> _What is being asked_
Search the data for the string "FileSource" and copy each line where it turns up.

************

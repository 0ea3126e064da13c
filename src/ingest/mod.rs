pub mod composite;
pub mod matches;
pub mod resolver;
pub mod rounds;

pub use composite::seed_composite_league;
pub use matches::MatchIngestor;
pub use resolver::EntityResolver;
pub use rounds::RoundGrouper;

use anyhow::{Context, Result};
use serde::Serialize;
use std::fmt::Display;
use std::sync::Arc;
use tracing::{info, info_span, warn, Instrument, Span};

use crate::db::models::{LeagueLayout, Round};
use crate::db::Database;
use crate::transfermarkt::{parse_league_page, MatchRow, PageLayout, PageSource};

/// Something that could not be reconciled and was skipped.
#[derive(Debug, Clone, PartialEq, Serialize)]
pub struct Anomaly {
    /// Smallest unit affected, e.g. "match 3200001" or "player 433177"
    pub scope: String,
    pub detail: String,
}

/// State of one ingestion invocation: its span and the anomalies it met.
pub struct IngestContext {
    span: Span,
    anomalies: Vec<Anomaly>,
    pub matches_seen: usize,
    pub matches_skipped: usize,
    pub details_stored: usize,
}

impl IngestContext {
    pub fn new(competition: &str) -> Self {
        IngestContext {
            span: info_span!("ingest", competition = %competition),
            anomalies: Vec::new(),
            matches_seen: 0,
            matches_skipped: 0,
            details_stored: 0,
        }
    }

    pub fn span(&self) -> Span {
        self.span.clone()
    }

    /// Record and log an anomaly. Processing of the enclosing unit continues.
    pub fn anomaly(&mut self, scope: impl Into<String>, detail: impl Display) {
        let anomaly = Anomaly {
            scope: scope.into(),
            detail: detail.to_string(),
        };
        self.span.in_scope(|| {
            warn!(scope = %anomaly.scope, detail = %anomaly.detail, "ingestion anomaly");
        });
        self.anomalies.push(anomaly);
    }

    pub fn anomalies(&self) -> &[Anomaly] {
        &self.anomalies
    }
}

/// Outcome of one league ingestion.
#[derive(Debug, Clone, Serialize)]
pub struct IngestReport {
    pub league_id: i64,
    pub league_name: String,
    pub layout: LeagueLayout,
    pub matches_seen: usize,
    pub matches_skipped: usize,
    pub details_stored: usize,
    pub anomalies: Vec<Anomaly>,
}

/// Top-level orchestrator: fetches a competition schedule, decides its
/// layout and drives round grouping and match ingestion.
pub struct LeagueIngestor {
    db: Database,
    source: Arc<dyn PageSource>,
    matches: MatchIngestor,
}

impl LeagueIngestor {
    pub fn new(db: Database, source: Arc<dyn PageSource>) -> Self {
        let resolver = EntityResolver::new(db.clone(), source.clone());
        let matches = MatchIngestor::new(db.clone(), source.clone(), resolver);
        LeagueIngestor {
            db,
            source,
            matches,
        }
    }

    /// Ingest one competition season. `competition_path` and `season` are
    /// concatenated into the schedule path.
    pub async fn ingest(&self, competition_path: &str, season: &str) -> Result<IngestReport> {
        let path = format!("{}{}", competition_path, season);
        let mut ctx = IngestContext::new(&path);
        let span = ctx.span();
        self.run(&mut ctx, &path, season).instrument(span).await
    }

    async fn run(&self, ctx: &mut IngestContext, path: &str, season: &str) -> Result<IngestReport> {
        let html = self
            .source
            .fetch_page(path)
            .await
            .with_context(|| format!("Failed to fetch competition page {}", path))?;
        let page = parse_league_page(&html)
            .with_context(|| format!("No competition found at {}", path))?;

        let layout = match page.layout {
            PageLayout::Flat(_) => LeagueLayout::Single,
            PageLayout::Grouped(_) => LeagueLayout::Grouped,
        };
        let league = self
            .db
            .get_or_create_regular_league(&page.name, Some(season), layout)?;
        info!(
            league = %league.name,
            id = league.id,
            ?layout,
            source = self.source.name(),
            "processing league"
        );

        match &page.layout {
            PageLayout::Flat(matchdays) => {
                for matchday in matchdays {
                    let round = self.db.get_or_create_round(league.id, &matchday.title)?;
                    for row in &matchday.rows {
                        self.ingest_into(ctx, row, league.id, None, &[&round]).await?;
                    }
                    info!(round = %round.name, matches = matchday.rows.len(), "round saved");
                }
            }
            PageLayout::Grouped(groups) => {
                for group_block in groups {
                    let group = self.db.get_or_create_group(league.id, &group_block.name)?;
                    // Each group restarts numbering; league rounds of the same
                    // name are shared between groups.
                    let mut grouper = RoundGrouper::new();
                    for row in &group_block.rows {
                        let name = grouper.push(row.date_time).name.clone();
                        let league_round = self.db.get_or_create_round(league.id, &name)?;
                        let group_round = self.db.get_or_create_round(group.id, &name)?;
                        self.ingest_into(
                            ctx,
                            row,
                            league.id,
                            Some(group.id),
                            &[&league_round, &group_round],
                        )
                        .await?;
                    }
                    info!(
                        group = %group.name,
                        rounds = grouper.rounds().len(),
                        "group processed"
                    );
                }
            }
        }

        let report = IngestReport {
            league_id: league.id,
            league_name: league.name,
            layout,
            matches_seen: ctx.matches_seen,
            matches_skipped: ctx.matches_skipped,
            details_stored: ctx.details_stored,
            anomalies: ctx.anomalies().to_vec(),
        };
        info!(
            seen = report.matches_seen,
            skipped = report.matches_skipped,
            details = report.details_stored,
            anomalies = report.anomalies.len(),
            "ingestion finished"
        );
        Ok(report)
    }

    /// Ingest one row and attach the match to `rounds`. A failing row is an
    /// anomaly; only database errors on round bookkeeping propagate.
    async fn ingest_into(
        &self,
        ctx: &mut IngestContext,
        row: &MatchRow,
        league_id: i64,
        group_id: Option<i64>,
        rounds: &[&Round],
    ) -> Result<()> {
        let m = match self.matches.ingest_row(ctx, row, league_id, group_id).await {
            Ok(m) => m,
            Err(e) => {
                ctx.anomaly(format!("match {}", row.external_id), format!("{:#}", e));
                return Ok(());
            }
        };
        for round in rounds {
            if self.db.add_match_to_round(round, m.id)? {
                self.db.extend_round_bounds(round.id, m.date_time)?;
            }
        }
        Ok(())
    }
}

************

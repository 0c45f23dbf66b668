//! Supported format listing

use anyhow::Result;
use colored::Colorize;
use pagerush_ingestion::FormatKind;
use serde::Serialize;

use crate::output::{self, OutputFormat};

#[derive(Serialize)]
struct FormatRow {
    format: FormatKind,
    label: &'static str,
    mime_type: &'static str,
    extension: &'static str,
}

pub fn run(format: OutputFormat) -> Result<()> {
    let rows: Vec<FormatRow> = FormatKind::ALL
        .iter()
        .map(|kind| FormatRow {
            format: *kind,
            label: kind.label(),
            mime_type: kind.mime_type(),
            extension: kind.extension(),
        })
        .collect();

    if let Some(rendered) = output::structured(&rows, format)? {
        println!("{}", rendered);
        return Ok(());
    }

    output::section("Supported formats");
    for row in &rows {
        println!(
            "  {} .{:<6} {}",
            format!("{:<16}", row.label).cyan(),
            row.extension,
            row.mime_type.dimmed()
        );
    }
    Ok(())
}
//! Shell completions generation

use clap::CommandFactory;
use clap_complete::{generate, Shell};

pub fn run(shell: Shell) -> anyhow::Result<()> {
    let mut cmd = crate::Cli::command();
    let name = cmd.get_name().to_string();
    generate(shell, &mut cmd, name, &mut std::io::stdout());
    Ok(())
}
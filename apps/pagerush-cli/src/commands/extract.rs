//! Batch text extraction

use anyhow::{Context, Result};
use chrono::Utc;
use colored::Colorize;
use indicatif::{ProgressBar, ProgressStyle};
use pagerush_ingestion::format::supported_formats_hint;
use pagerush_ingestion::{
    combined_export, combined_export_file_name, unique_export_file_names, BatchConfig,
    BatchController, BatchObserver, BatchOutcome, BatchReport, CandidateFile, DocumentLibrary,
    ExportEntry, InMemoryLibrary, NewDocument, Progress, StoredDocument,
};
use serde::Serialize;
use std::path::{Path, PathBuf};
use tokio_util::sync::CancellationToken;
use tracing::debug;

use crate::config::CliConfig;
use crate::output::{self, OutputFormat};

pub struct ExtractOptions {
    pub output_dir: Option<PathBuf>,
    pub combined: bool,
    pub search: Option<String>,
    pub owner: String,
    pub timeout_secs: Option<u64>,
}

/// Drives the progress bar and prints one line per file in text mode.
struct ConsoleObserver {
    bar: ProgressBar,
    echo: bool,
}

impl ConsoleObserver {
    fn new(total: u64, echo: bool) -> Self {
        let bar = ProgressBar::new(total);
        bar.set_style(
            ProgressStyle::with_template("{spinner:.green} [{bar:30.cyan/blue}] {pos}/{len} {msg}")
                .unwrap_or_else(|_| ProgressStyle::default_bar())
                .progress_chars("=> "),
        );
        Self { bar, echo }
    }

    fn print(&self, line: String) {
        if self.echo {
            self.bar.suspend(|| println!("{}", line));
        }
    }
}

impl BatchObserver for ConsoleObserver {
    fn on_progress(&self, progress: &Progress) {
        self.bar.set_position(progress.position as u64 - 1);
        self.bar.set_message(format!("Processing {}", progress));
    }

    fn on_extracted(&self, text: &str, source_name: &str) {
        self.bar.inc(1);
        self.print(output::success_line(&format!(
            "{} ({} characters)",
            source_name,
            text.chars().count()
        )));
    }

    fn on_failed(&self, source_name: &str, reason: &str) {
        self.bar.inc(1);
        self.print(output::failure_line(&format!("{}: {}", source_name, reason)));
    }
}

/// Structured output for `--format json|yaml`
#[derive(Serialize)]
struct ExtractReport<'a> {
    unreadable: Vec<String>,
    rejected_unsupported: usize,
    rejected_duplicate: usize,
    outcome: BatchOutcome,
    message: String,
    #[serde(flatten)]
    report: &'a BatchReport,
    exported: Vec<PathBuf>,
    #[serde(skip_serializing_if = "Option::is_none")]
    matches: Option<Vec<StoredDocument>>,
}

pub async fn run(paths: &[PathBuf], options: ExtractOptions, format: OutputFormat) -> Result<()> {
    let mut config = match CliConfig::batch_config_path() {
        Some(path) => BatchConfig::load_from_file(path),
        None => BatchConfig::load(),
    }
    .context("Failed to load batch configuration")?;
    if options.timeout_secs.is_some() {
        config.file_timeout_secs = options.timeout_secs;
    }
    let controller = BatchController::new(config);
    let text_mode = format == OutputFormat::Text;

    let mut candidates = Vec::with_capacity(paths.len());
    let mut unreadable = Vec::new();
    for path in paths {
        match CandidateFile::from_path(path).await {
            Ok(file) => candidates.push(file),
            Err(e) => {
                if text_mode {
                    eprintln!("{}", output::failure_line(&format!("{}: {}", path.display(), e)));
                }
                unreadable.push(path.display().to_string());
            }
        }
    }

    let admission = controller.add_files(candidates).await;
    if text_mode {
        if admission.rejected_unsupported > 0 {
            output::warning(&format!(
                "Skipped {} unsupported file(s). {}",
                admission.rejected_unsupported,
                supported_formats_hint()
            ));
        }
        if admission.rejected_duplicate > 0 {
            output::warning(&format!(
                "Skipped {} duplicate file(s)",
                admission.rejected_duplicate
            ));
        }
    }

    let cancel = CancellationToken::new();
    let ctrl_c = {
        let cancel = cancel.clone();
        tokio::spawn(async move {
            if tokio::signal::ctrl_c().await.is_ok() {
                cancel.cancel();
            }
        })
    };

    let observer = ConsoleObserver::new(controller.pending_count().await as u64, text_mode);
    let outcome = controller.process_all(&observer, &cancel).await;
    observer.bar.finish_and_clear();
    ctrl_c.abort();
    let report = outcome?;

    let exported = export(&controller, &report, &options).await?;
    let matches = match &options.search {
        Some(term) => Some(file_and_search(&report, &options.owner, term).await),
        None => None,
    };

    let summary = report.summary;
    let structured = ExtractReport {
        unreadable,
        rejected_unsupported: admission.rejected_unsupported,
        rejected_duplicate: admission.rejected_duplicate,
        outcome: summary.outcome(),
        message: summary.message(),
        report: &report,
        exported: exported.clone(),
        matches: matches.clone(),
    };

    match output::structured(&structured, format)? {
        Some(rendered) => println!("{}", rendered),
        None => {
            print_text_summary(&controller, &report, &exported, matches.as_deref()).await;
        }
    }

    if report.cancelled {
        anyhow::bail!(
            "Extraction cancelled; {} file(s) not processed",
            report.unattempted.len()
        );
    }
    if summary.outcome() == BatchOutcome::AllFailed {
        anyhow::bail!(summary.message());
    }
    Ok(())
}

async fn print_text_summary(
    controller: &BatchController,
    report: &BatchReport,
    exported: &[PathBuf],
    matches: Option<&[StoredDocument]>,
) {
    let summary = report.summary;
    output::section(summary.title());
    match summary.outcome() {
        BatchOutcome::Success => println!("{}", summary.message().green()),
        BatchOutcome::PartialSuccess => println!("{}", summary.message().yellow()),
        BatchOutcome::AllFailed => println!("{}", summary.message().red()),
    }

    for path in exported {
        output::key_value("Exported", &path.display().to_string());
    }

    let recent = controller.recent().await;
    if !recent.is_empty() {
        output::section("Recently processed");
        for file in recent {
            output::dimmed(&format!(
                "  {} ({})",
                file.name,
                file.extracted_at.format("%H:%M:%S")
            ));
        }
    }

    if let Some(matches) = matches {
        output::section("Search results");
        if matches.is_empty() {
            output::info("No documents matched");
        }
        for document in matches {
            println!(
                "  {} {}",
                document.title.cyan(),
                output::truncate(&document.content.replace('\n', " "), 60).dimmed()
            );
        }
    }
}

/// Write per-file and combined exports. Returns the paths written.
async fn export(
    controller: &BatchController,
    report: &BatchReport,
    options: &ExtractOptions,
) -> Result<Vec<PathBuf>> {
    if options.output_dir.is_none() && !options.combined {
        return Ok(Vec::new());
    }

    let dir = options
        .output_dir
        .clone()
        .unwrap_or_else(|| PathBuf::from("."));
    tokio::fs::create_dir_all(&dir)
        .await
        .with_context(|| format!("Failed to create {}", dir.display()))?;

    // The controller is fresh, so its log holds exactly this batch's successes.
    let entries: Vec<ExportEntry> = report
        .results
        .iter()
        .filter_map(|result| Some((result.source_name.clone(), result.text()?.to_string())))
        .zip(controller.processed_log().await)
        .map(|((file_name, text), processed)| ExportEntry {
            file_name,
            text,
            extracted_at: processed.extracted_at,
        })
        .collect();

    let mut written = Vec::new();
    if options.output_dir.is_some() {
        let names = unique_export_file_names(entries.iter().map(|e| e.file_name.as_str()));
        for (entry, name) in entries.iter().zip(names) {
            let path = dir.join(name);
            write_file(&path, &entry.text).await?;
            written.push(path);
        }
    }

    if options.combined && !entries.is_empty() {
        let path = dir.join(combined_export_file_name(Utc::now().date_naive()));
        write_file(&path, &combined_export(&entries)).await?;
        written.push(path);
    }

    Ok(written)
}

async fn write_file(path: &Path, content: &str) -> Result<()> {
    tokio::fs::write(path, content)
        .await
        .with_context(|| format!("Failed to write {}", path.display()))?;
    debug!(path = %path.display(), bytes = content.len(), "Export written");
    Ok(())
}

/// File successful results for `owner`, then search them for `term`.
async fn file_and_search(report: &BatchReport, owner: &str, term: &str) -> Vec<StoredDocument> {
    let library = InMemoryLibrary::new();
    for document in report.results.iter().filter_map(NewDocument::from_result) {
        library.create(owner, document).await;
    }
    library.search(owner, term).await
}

************

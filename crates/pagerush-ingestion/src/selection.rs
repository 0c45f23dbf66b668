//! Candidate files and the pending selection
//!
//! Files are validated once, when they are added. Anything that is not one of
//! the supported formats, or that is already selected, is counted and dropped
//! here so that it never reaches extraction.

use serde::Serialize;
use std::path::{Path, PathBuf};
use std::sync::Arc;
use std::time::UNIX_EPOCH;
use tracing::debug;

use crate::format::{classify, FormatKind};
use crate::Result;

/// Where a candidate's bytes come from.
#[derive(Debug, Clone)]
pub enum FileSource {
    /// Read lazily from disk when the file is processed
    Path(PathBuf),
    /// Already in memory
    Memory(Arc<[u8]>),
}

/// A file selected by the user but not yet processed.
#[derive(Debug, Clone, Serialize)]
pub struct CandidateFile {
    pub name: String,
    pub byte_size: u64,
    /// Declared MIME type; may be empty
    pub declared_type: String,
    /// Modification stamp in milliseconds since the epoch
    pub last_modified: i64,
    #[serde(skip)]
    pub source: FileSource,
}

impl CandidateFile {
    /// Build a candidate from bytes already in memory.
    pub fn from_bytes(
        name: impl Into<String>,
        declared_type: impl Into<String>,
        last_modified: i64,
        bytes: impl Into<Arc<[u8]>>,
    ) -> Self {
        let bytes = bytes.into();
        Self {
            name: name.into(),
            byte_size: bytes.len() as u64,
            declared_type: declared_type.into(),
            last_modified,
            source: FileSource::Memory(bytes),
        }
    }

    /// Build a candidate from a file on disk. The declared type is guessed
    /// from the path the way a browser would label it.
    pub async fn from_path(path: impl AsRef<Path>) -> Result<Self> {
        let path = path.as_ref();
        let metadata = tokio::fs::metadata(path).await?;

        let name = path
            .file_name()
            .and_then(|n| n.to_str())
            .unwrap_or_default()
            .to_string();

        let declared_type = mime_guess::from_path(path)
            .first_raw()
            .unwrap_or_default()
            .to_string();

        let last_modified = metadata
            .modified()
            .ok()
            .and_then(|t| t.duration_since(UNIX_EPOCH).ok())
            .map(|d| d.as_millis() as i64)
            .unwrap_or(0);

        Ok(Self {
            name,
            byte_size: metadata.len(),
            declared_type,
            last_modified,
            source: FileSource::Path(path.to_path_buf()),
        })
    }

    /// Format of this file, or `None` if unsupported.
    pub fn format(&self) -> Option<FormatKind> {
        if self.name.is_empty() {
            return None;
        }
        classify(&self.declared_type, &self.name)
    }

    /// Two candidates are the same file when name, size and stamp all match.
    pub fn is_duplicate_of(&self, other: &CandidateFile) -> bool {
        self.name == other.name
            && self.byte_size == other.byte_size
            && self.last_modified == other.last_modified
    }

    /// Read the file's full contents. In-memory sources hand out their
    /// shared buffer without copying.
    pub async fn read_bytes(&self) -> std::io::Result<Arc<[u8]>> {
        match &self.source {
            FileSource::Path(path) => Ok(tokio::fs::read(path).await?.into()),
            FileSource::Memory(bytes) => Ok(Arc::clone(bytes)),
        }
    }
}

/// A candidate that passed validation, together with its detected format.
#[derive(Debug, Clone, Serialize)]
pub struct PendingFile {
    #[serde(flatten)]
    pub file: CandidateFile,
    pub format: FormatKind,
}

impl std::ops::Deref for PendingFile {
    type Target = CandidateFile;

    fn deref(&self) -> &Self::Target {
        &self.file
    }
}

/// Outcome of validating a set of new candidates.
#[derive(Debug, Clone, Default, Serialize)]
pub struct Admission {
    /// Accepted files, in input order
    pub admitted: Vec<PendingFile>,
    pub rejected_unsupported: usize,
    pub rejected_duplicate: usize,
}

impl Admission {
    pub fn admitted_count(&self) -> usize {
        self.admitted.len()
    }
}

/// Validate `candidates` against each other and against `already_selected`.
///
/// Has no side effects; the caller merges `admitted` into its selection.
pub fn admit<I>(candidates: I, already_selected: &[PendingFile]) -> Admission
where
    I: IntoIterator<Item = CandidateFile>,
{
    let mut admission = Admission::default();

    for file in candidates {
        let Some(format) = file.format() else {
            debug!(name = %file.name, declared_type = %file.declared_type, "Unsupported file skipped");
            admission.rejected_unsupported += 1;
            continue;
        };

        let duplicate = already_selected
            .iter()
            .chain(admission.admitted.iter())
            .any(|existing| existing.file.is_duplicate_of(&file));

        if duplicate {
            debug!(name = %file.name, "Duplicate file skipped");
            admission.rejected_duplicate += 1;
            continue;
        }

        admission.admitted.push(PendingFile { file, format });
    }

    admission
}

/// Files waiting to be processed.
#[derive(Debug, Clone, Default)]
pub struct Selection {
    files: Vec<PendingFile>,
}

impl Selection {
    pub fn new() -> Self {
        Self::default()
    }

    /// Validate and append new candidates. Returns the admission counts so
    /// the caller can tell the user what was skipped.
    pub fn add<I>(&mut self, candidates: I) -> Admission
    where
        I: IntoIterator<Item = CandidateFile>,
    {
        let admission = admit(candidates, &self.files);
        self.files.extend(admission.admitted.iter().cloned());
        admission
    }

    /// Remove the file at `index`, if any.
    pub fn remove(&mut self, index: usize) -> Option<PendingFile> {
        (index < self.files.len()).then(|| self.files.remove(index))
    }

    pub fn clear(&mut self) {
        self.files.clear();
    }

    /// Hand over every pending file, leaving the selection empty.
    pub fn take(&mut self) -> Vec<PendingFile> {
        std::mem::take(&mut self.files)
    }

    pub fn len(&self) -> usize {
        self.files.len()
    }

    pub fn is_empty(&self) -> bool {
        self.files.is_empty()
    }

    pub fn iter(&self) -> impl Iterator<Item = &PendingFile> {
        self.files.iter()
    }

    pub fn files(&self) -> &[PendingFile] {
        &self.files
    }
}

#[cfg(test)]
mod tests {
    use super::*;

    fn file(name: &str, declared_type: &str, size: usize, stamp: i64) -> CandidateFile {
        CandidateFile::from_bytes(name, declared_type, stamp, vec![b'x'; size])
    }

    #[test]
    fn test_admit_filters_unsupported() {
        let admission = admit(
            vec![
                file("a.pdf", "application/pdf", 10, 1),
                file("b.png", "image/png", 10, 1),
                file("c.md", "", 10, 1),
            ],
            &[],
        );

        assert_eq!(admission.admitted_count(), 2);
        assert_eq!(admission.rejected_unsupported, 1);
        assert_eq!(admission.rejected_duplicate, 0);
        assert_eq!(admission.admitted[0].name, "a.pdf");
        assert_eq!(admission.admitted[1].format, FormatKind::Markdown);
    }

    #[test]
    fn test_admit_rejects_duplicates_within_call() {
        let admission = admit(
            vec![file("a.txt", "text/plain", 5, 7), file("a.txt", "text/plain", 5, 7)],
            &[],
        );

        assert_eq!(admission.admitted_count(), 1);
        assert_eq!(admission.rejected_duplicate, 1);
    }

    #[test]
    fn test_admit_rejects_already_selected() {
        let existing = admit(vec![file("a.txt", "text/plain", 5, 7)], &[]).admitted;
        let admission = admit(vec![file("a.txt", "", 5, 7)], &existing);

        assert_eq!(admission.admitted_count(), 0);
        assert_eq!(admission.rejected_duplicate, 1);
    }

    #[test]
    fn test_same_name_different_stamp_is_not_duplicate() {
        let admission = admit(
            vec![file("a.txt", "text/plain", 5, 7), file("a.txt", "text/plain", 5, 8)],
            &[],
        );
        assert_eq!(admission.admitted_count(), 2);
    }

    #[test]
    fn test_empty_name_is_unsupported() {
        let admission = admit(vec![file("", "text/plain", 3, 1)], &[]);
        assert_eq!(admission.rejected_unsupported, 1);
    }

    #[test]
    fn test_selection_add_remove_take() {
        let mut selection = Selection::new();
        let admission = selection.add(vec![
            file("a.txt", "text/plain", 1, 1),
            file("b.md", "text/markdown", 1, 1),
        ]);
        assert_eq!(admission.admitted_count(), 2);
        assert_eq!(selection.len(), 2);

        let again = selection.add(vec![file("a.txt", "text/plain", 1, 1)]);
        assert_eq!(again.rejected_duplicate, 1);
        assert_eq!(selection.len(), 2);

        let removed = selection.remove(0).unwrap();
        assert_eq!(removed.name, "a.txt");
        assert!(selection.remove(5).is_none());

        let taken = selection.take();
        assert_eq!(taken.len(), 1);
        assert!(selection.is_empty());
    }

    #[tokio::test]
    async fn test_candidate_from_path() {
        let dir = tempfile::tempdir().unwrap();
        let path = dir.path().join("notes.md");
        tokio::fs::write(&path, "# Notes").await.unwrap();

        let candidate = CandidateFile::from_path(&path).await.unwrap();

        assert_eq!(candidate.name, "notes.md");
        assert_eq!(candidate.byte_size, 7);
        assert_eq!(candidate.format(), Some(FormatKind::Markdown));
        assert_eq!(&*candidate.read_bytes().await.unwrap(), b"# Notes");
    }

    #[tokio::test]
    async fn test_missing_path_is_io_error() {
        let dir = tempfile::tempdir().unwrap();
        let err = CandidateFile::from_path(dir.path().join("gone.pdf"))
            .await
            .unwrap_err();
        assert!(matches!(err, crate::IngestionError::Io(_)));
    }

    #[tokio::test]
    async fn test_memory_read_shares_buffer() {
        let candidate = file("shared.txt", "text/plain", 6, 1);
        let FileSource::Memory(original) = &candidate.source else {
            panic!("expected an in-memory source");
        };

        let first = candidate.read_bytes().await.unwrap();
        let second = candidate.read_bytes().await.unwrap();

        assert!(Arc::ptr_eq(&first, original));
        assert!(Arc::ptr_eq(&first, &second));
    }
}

************

> _Answer to the problem_
pub enum FileSource {
    pub source: FileSource,
            source: FileSource::Memory(bytes),
            source: FileSource::Path(path.to_path_buf()),
            FileSource::Path(path) => Ok(tokio::fs::read(path).await?.into()),
            FileSource::Memory(bytes) => Ok(Arc::clone(bytes)),
        let FileSource::Memory(original) = &candidate.source else {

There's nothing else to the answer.